Let's create a simple Service class whose sole responsibility is to call this endpoint.

The sole purpose of this class is to call that endpoint and return the response. That's it and nothing else. It's a good example of SRP (Single Responsibility Principle). We pass an arbitrary id.
Code:
/*
* This Java source file was generated by the Gradle 'init' task.
*/
package concurrency;

import org.apache.commons.io.IOUtils;
import org.apache.http.HttpResponse;
import org.apache.http.client.methods.HttpUriRequest;
import org.apache.http.client.methods.RequestBuilder;
import org.apache.http.impl.client.CloseableHttpClient;
import org.apache.http.impl.client.HttpClientBuilder;

import java.io.IOException;
import java.io.InputStream;
import java.io.StringWriter;
import java.nio.charset.Charset;

public class Service {

    private final static String API_URL = "https://jsonplaceholder.typicode.com/posts/%s";

    public static String getRecord(String id) throws IOException {
        HttpUriRequest request = RequestBuilder
                .get(String.format(API_URL, id))
                .build();
        CloseableHttpClient client = HttpClientBuilder
                .create()
                .build();
        HttpResponse response;

        try {
            response = client.execute(request);
            InputStream streamResponse = response.getEntity().getContent();
            StringWriter writer = new StringWriter();
            IOUtils.copy(streamResponse, writer, Charset.defaultCharset());
            return writer.toString();
        } finally {
            client.close();
        }
    }
}

We will start by calling the API three times with three different ids. We will call the API sequentially to get the response. All our Sequential class is doing is iterating the values and calling the endpoint. There's nothing magical here.

Sequential calls.
Code:
package concurrency;

public class App {
    public static void main(String[] args) throws Exception {
        String[] ids = {"1", "2", "3"};
        Sequential sequential = new Sequential(ids);
        System.out.println(sequential.getRecords());
    }
}

Code:
/*
* This Java source file was generated by the Gradle 'init' task.
*/
package concurrency;

import java.io.IOException;
import java.util.ArrayList;
import java.util.List;

public class Sequential {

    private String[] ids;

    public Sequential(String[] ids) {
        this.ids = ids;
    }

    public List<String> getRecords() throws IOException, InterruptedException {
        List<String> store = new ArrayList<>();
        for (String id: ids) {
            store.add(Service.getRecord(id));
        }
        return store;
    }
}
Is this concurrent? Not really. This is sequential but we get three responses so it's not bad.

Here's the response:
Code:
[{
  "userId": 1,
  "id": 1,
  "title": "sunt aut facere repellat provident occaecati excepturi optio reprehenderit",
  "body": "quia et suscipit\nsuscipit recusandae consequuntur expedita et cum\nreprehenderit molestiae ut ut quas totam\nnostrum rerum est autem sunt rem eveniet architecto"
}, {
  "userId": 1,
  "id": 2,
  "title": "qui est esse",
  "body": "est rerum tempore vitae\nsequi sint nihil reprehenderit dolor beatae ea dolores neque\nfugiat blanditiis voluptate porro vel nihil molestiae ut reiciendis\nqui aperiam non debitis possimus qui neque nisi nulla"
}, {
  "userId": 1,
  "id": 3,
  "title": "ea molestias quasi exercitationem repellat qui ipsa sit aut",
  "body": "et iusto sed quo iure\nvoluptatem occaecati omnis eligendi aut ad\nvoluptatem doloribus vel accusantium quis pariatur\nmolestiae porro eius odio et labore et velit aut"
}]

Now the question is can I call the API endpoint concurrently (simultaneously) instead of calling them sequentially? Why would I want to do that? Let's assume we have three API endpoints from three different providers: Microsoft's API, Apple's API, VMware's API. All three are independent entities and that means we can call their API independently as well.

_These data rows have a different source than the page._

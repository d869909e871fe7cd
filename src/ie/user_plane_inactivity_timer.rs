//! User Plane Inactivity Timer IE.

use crate::ie::{Ie, IeType};
use std::io;
use std::time::Duration;

/// Represents the User Plane Inactivity Timer Information Element.
/// Used to specify the inactivity timer for user plane sessions.
/// Defined in 3GPP TS 29.244 Section 8.2.104.
#[derive(Debug, Clone, PartialEq, Eq)]
pub struct UserPlaneInactivityTimer {
    pub timer_value: Duration,
}

impl UserPlaneInactivityTimer {
    /// Creates a new User Plane Inactivity Timer IE.
    pub fn new(timer_value: Duration) -> Self {
        UserPlaneInactivityTimer { timer_value }
    }

    /// Creates a User Plane Inactivity Timer from seconds.
    pub fn from_seconds(seconds: u32) -> Self {
        UserPlaneInactivityTimer::new(Duration::from_secs(seconds as u64))
    }

    /// Creates a User Plane Inactivity Timer from minutes.
    pub fn from_minutes(minutes: u32) -> Self {
        UserPlaneInactivityTimer::new(Duration::from_secs((minutes * 60) as u64))
    }

    /// Creates a User Plane Inactivity Timer from hours.
    pub fn from_hours(hours: u32) -> Self {
        UserPlaneInactivityTimer::new(Duration::from_secs((hours * 3600) as u64))
    }

    /// Gets the timer value as seconds.
    pub fn as_seconds(&self) -> u64 {
        self.timer_value.as_secs()
    }

    /// Gets the timer value as minutes (rounded down).
    pub fn as_minutes(&self) -> u64 {
        self.timer_value.as_secs() / 60
    }

    /// Gets the timer value as hours (rounded down).
    pub fn as_hours(&self) -> u64 {
        self.timer_value.as_secs() / 3600
    }

    /// Gets the timer value.
    pub fn timer_value(&self) -> Duration {
        self.timer_value
    }

    /// Checks if the timer is infinite (represented as 0).
    pub fn is_infinite(&self) -> bool {
        self.timer_value.is_zero()
    }

    /// Creates an infinite timer (0 duration).
    pub fn infinite() -> Self {
        UserPlaneInactivityTimer::new(Duration::ZERO)
    }

    /// Marshals the User Plane Inactivity Timer into a byte vector.
    /// Timer value is encoded as 32-bit unsigned integer in seconds.
    pub fn marshal(&self) -> Vec<u8> {
        let seconds = self.timer_value.as_secs() as u32;
        seconds.to_be_bytes().to_vec()
    }

    /// Unmarshals a byte slice into a User Plane Inactivity Timer IE.
    pub fn unmarshal(payload: &[u8]) -> Result<Self, io::Error> {
        if payload.len() != 4 {
            return Err(io::Error::new(
                io::ErrorKind::InvalidData,
                "User Plane Inactivity Timer payload must be 4 bytes",
            ));
        }

        let seconds = u32::from_be_bytes([payload[0], payload[1], payload[2], payload[3]]);
        let timer_value = Duration::from_secs(seconds as u64);

        Ok(UserPlaneInactivityTimer { timer_value })
    }

    /// Wraps the User Plane Inactivity Timer in a User Plane Inactivity Timer IE.
    pub fn to_ie(&self) -> Ie {
        Ie::new(IeType::UserPlaneInactivityTimer, self.marshal())
    }

    /// Gets the length of the marshaled timer (always 4 bytes).
    pub fn len(&self) -> usize {
        4
    }

    /// Checks if the timer is empty (not applicable for timer, always false).
    pub fn is_empty(&self) -> bool {
        false
    }
}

If we wanna make our calls concurrent, we will use threads and manage them via an ExecutorService.

Concurrent calls.
Code:
package concurrency;

public class App {
    public static void main(String[] args) throws Exception {
        String[] ids = {"1", "2", "3"};
        Scattered scattered = new Scattered(ids);
        System.out.println(scattered.getRecords());
    }
}

Code:
/*
* This Java source file was generated by the Gradle 'init' task.
*/
package concurrency;

import java.io.IOException;
import java.util.ArrayList;
import java.util.List;
import java.util.concurrent.ExecutorService;
import java.util.concurrent.Executors;

public class Scattered {

    private String[] ids;

    public Scattered(String[] ids) {
        this.ids = ids;
    }

    public List<String> getRecords() {
        ExecutorService executorService = Executors.newFixedThreadPool(ids.length);

        List<String> store = new ArrayList<>();
        for (String id: ids) {
            executorService.execute(new ScatteredWorker(id, store));
        }

        executorService.shutdown();
        return store;
    }
}

class ScatteredWorker implements Runnable {

    private String id;
    private List<String> store;

    public ScatteredWorker(String id, List<String> store) {
        this.id = id;
        this.store = store;
    }

    @Override
    public void run() {
        String response;
        try {
            response = Service.getRecord(this.id);
        } catch (IOException e) {
            response = null;
        }

        store.add(response);
    }
}

The response:
Code:
[]

Wow, it's empty! This is because as soon as the three threads are executed, the program immediately returns to the main thread. The main thread does not wait for the other threads. The other threads will still do their work. We just don't see it as part of the response.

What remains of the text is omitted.